_Task objective_: Every entry needs to be given again exactly as it reads.
*** Input data ***
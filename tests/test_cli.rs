mod common;

use std::{path::Path, process::{Command, Output}};

use common::{app_root, APP_CONFIG_FILE, BOOTSTRAP_FILE};

fn run(program: &str, root: &Path, vars: &[(&str, &str)]) -> Output {
    let mut command = Command::new(program);
    command
        .env("KEYPROBE_ROOT", root)
        .env_remove("KEYPROBE_ENV_FILE")
        .env_remove("KEYPROBE_KEY")
        .env_remove("KEYPROBE_DEBUG")
        .env_remove("KEYPROBE_LOG")
        .env_remove("APP_KEY");
    for (key, value) in vars {
        command.env(key, value);
    }
    command.output().expect("run program")
}

fn stdout(output: &Output) -> String {
    String::from_utf8_lossy(&output.stdout).into_owned()
}

#[test]
fn test_debug_env_without_file_exits_with_failure() {
    let root = app_root(&[]);
    let output = run(env!("CARGO_BIN_EXE_debug-env"), root.path(), &[]);

    assert_eq!(output.status.code(), Some(1));
    assert!(stdout(&output).contains("[fail] ERROR: the file does not exist"), "{}", stdout(&output));
}

#[test]
fn test_debug_env_without_key_succeeds() {
    let root = app_root(&[(".env", "APP_NAME=Laravel\n")]);
    let output = run(env!("CARGO_BIN_EXE_debug-env"), root.path(), &[]);

    assert_eq!(output.status.code(), Some(0));
    assert!(stdout(&output).contains("[warn] no APP_KEY line found in the file"), "{}", stdout(&output));
}

#[test]
fn test_debug_env_with_key_succeeds() {
    let root = app_root(&[(".env", "APP_KEY=base64:abc\n")]);
    let output = run(env!("CARGO_BIN_EXE_debug-env"), root.path(), &[]);

    assert_eq!(output.status.code(), Some(0));
    assert!(stdout(&output).contains("[ok]   APP_KEY has a value"), "{}", stdout(&output));
}

#[test]
fn test_debug_config_without_file_exits_with_failure() {
    let root = app_root(&[BOOTSTRAP_FILE, APP_CONFIG_FILE]);
    let output = run(env!("CARGO_BIN_EXE_debug-config"), root.path(), &[]);

    assert_eq!(output.status.code(), Some(1));
    let text = stdout(&output);
    assert!(text.contains("[fail] ERROR: the file does not exist"), "{text}");
    assert!(!text.contains("2. Environment variables:"), "{text}");
}

#[test]
fn test_debug_config_without_key_succeeds() {
    let root = app_root(&[BOOTSTRAP_FILE, APP_CONFIG_FILE, (".env", "APP_NAME=Laravel\n")]);
    let output = run(env!("CARGO_BIN_EXE_debug-config"), root.path(), &[]);

    assert_eq!(output.status.code(), Some(0));
    let text = stdout(&output);
    assert!(text.contains("[fail] APP_KEY NOT found in the file"), "{text}");
    assert!(text.contains("       APP_KEY (process): NOT DEFINED"), "{text}");
    assert!(text.contains("Done"), "{text}");
}

#[test]
fn test_illegal_option_exits_with_failure() {
    let root = app_root(&[(".env", "APP_KEY=base64:abc\n")]);
    let output = run(env!("CARGO_BIN_EXE_debug-env"), root.path(), &[("KEYPROBE_DEBUG", "yes")]);

    assert_eq!(output.status.code(), Some(1));
    assert!(output.stdout.is_empty());
    assert!(String::from_utf8_lossy(&output.stderr).contains("OptionsParseError"));
}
***
_Response to this task_:
filename tests/test_cli.rs
mod common;

use std::{path::Path, process::{Command, Output}};

use common::{app_root, APP_CONFIG_FILE, BOOTSTRAP_FILE};

fn run(program: &str, root: &Path, vars: &[(&str, &str)]) -> Output {
    let mut command = Command::new(program);
    command
        .env("KEYPROBE_ROOT", root)
        .env_remove("KEYPROBE_ENV_FILE")
        .env_remove("KEYPROBE_KEY")
        .env_remove("KEYPROBE_DEBUG")
        .env_remove("KEYPROBE_LOG")
        .env_remove("APP_KEY");
    for (key, value) in vars {
        command.env(key, value);
    }
    command.output().expect("run program")
}

fn stdout(output: &Output) -> String {
    String::from_utf8_lossy(&output.stdout).into_owned()
}

#[test]
fn test_debug_env_without_file_exits_with_failure() {
    let root = app_root(&[]);
    let output = run(env!("CARGO_BIN_EXE_debug-env"), root.path(), &[]);

    assert_eq!(output.status.code(), Some(1));
    assert!(stdout(&output).contains("[fail] ERROR: the file does not exist"), "{}", stdout(&output));
}

#[test]
fn test_debug_env_without_key_succeeds() {
    let root = app_root(&[(".env", "APP_NAME=Laravel\n")]);
    let output = run(env!("CARGO_BIN_EXE_debug-env"), root.path(), &[]);

    assert_eq!(output.status.code(), Some(0));
    assert!(stdout(&output).contains("[warn] no APP_KEY line found in the file"), "{}", stdout(&output));
}

#[test]
fn test_debug_env_with_key_succeeds() {
    let root = app_root(&[(".env", "APP_KEY=base64:abc\n")]);
    let output = run(env!("CARGO_BIN_EXE_debug-env"), root.path(), &[]);

    assert_eq!(output.status.code(), Some(0));
    assert!(stdout(&output).contains("[ok]   APP_KEY has a value"), "{}", stdout(&output));
}

#[test]
fn test_debug_config_without_file_exits_with_failure() {
    let root = app_root(&[BOOTSTRAP_FILE, APP_CONFIG_FILE]);
    let output = run(env!("CARGO_BIN_EXE_debug-config"), root.path(), &[]);

    assert_eq!(output.status.code(), Some(1));
    let text = stdout(&output);
    assert!(text.contains("[fail] ERROR: the file does not exist"), "{text}");
    assert!(!text.contains("2. Environment variables:"), "{text}");
}

#[test]
fn test_debug_config_without_key_succeeds() {
    let root = app_root(&[BOOTSTRAP_FILE, APP_CONFIG_FILE, (".env", "APP_NAME=Laravel\n")]);
    let output = run(env!("CARGO_BIN_EXE_debug-config"), root.path(), &[]);

    assert_eq!(output.status.code(), Some(0));
    let text = stdout(&output);
    assert!(text.contains("[fail] APP_KEY NOT found in the file"), "{text}");
    assert!(text.contains("       APP_KEY (process): NOT DEFINED"), "{text}");
    assert!(text.contains("Done"), "{text}");
}

#[test]
fn test_illegal_option_exits_with_failure() {
    let root = app_root(&[(".env", "APP_KEY=base64:abc\n")]);
    let output = run(env!("CARGO_BIN_EXE_debug-env"), root.path(), &[("KEYPROBE_DEBUG", "yes")]);

    assert_eq!(output.status.code(), Some(1));
    assert!(output.stdout.is_empty());
    assert!(String::from_utf8_lossy(&output.stderr).contains("OptionsParseError"));
}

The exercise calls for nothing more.